> _What you will do_
Your answer should be the lines below from the one with "it and settles" to the one with "for _ in 0..2", both included, given again exactly and with nothing added.

-- Material to process follows --

//! End-to-end shopper journeys through the storefront.

#![allow(clippy::unwrap_used)]

use premium_tech_core::ProductId;
use premium_tech_integration_tests::{TestServer, location, notifications};
use reqwest::StatusCode;

const EMAIL: &str = "ada@example.com";

/// Follow one redirect hop and return where it points.
async fn post_and_follow(server: &TestServer, action: &str, product_id: &str) -> String {
    let response = server
        .post_form(action, &[("product_id", product_id)])
        .await;
    assert_eq!(response.status(), StatusCode::SEE_OTHER, "POST {action}");
    location(&response)
}

#[tokio::test]
async fn test_sign_in_lands_on_empty_shop() {
    let server = TestServer::spawn().await;

    let response = server
        .post_form("/", &[("email", EMAIL), ("password", "pw")])
        .await;
    assert_eq!(response.status(), StatusCode::SEE_OTHER);
    let welcome = notifications(&response);
    assert_eq!(welcome[0]["title"], "Welcome back!");

    let shop_url = location(&response);
    let shop = server.view(&shop_url).await;
    assert_eq!(shop["identity"], EMAIL);
    assert_eq!(shop["cart"]["total_items"], 0);
    assert_eq!(shop["cart"]["total"], "$0.00");
    assert_eq!(shop["wishlist_count"], 0);
}

#[tokio::test]
async fn test_sign_up_requires_matching_passwords() {
    let server = TestServer::spawn().await;

    let mismatch = server
        .post_form(
            "/",
            &[
                ("mode", "sign_up"),
                ("email", EMAIL),
                ("password", "pw"),
                ("confirm_password", "wp"),
            ],
        )
        .await;
    assert_eq!(mismatch.status(), StatusCode::UNPROCESSABLE_ENTITY);

    let created = server
        .post_form(
            "/",
            &[
                ("mode", "sign_up"),
                ("email", EMAIL),
                ("password", "pw"),
                ("confirm_password", "pw"),
            ],
        )
        .await;
    assert_eq!(created.status(), StatusCode::SEE_OTHER);
    assert_eq!(
        notifications(&created)[0]["title"],
        "Account created successfully!"
    );
}

#[tokio::test]
async fn test_add_item_then_checkout() {
    let server = TestServer::spawn().await;
    let shop = server.view(&server.sign_in(EMAIL).await).await;

    let add = shop["actions"]["add_to_cart"].as_str().unwrap();
    let shop_url = post_and_follow(&server, add, "1").await;
    let shop = server.view(&shop_url).await;
    assert_eq!(shop["cart"]["total"], "$299.99");

    let checkout = server
        .view(shop["links"]["checkout"].as_str().unwrap())
        .await;
    assert_eq!(checkout["summary"]["lines"].as_array().unwrap().len(), 1);
    assert_eq!(checkout["summary"]["total"], "$299.99");

    let submit = checkout["submit"].as_str().unwrap();
    let response = server
        .post_form(
            submit,
            &[
                ("name", "Ada Lovelace"),
                ("email", EMAIL),
                ("address", "12 Analytical Way"),
                ("city", "London"),
                ("zip_code", "N1 9GU"),
                ("card_number", "4242424242424242"),
                ("expiry_date", "12/30"),
                ("cvv", "123"),
            ],
        )
        .await;
    assert_eq!(response.status(), StatusCode::SEE_OTHER);
    assert_eq!(
        notifications(&response)[0]["title"],
        "Order Placed Successfully"
    );

    let shop_url = location(&response);
    assert!(server.bundle_at(&shop_url).cart.is_none());
    let shop = server.view(&shop_url).await;
    assert_eq!(shop["identity"], EMAIL);
    assert_eq!(shop["cart"]["total_items"], 0);
}

#[tokio::test]
async fn test_checkout_rejects_incomplete_form() {
    let server = TestServer::spawn().await;
    let shop = server.view(&server.sign_in(EMAIL).await).await;
    let add = shop["actions"]["add_to_cart"].as_str().unwrap();
    let shop = server.view(&post_and_follow(&server, add, "2").await).await;
    let checkout = server
        .view(shop["links"]["checkout"].as_str().unwrap())
        .await;

    let response = server
        .post_form(
            checkout["submit"].as_str().unwrap(),
            &[("name", "Ada"), ("card_number", "42424242424242424242")],
        )
        .await;
    assert_eq!(response.status(), StatusCode::UNPROCESSABLE_ENTITY);

    let body: serde_json::Value = response.json().await.unwrap();
    let card = body["fields"]
        .as_array()
        .unwrap()
        .iter()
        .find(|error| error["field"] == "card_number")
        .unwrap();
    assert_eq!(card["problem"]["kind"], "too_long");
    assert_eq!(card["problem"]["max"], 16);
}

#[tokio::test]
async fn test_direct_checkout_redirects_to_shop_then_sign_in() {
    let server = TestServer::spawn().await;

    let response = server.get("/checkout").await;
    assert_eq!(response.status(), StatusCode::SEE_OTHER);
    assert_eq!(location(&response), "/shop");

    let response = server.get("/shop").await;
    assert_eq!(response.status(), StatusCode::SEE_OTHER);
    assert_eq!(location(&response), "/");
}

#[tokio::test]
async fn test_offer_merges_into_existing_cart_once() {
    let server = TestServer::spawn().await;
    let shop = server.view(&server.sign_in(EMAIL).await).await;

    let add = shop["actions"]["add_to_cart"].as_str().unwrap();
    let shop = server.view(&post_and_follow(&server, add, "1").await).await;

    let offers = server
        .view(shop["links"]["offers"].as_str().unwrap())
        .await;
    let offer_id = offers["offers"][0]["id"].as_i64().unwrap().to_string();
    let add_offer = offers["add_to_cart"].as_str().unwrap();

    // Offers hands the item to the shop, which applies it and settles
    let pending_url = post_and_follow(&server, add_offer, &offer_id).await;
    assert!(server.bundle_at(&pending_url).pending_cart_addition.is_some());

    let response = server.get(&pending_url).await;
    assert_eq!(response.status(), StatusCode::SEE_OTHER);
    let settled_url = location(&response);

    let bundle = server.bundle_at(&settled_url);
    assert!(bundle.pending_cart_addition.is_none());
    let cart = bundle.cart.unwrap();
    assert_eq!(cart.len(), 2);
    assert_eq!(cart.quantity_of(ProductId::new(1)), 1);
    assert_eq!(cart.quantity_of(offer_id.parse().unwrap()), 1);

    // Rendering the settled shop again never re-applies the addition
    for _ in 0..2 {
        let shop = server.view(&settled_url).await;
        assert_eq!(shop["cart"]["total_items"], 2);
    }
}

#[tokio::test]
async fn test_wishlist_round_trip() {
    let server = TestServer::spawn().await;
    let shop = server.view(&server.sign_in(EMAIL).await).await;

    let save = shop["actions"]["add_to_wishlist"].as_str().unwrap();
    let shop_url = post_and_follow(&server, save, "3").await;
    let shop = server.view(&shop_url).await;
    let save_again = shop["actions"]["add_to_wishlist"].as_str().unwrap();
    let shop = server
        .view(&post_and_follow(&server, save_again, "3").await)
        .await;
    assert_eq!(shop["wishlist_count"], 1);

    let wishlist = server
        .view(shop["links"]["wishlist"].as_str().unwrap())
        .await;
    assert_eq!(wishlist["items"][0]["id"], 3);

    // Add to cart from the wishlist goes through the shop
    let pending_url =
        post_and_follow(&server, wishlist["add_to_cart"].as_str().unwrap(), "3").await;
    let settled_url = location(&server.get(&pending_url).await);
    let shop = server.view(&settled_url).await;
    assert_eq!(shop["cart"]["total_items"], 1);
    assert_eq!(shop["wishlist_count"], 1);

    // Removing from the wishlist stays on the wishlist page
    let wishlist = server
        .view(shop["links"]["wishlist"].as_str().unwrap())
        .await;
    let wishlist_url =
        post_and_follow(&server, wishlist["remove"].as_str().unwrap(), "3").await;
    assert!(wishlist_url.starts_with("/wishlist"));
    let wishlist = server.view(&wishlist_url).await;
    assert!(wishlist["items"].as_array().unwrap().is_empty());
}

#[tokio::test]
async fn test_cart_removal_drops_whole_entry() {
    let server = TestServer::spawn().await;
    let shop = server.view(&server.sign_in(EMAIL).await).await;

    let mut shop_url = String::new();
    let mut add = shop["actions"]["add_to_cart"].as_str().unwrap().to_owned();
    for _ in 0..3 {
        shop_url = post_and_follow(&server, &add, "10").await;
        let shop = server.view(&shop_url).await;
        add = shop["actions"]["add_to_cart"].as_str().unwrap().to_owned();
    }
    assert_eq!(
        server
            .bundle_at(&shop_url)
            .cart
            .unwrap()
            .quantity_of(ProductId::new(10)),
        3
    );

    let shop = server.view(&shop_url).await;
    let remove = shop["actions"]["remove_from_cart"].as_str().unwrap();
    let shop_url = post_and_follow(&server, remove, "10").await;
    assert!(server.bundle_at(&shop_url).cart.unwrap().is_empty());
}

#[tokio::test]
async fn test_unknown_route_is_not_found() {
    let server = TestServer::spawn().await;
    let response = server.get("/does-not-exist").await;
    assert_eq!(response.status(), StatusCode::NOT_FOUND);
    assert_eq!(response.headers()["x-frame-options"], "DENY");
}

-- Material to process concluded --

> _Solved exercise_
    // Offers hands the item to the shop, which applies it and settles
    let pending_url = post_and_follow(&server, add_offer, &offer_id).await;
    assert!(server.bundle_at(&pending_url).pending_cart_addition.is_some());

    let response = server.get(&pending_url).await;
    assert_eq!(response.status(), StatusCode::SEE_OTHER);
    let settled_url = location(&response);

    let bundle = server.bundle_at(&settled_url);
    assert!(bundle.pending_cart_addition.is_none());
    let cart = bundle.cart.unwrap();
    assert_eq!(cart.len(), 2);
    assert_eq!(cart.quantity_of(ProductId::new(1)), 1);
    assert_eq!(cart.quantity_of(offer_id.parse().unwrap()), 1);

    // Rendering the settled shop again never re-applies the addition
    for _ in 0..2 {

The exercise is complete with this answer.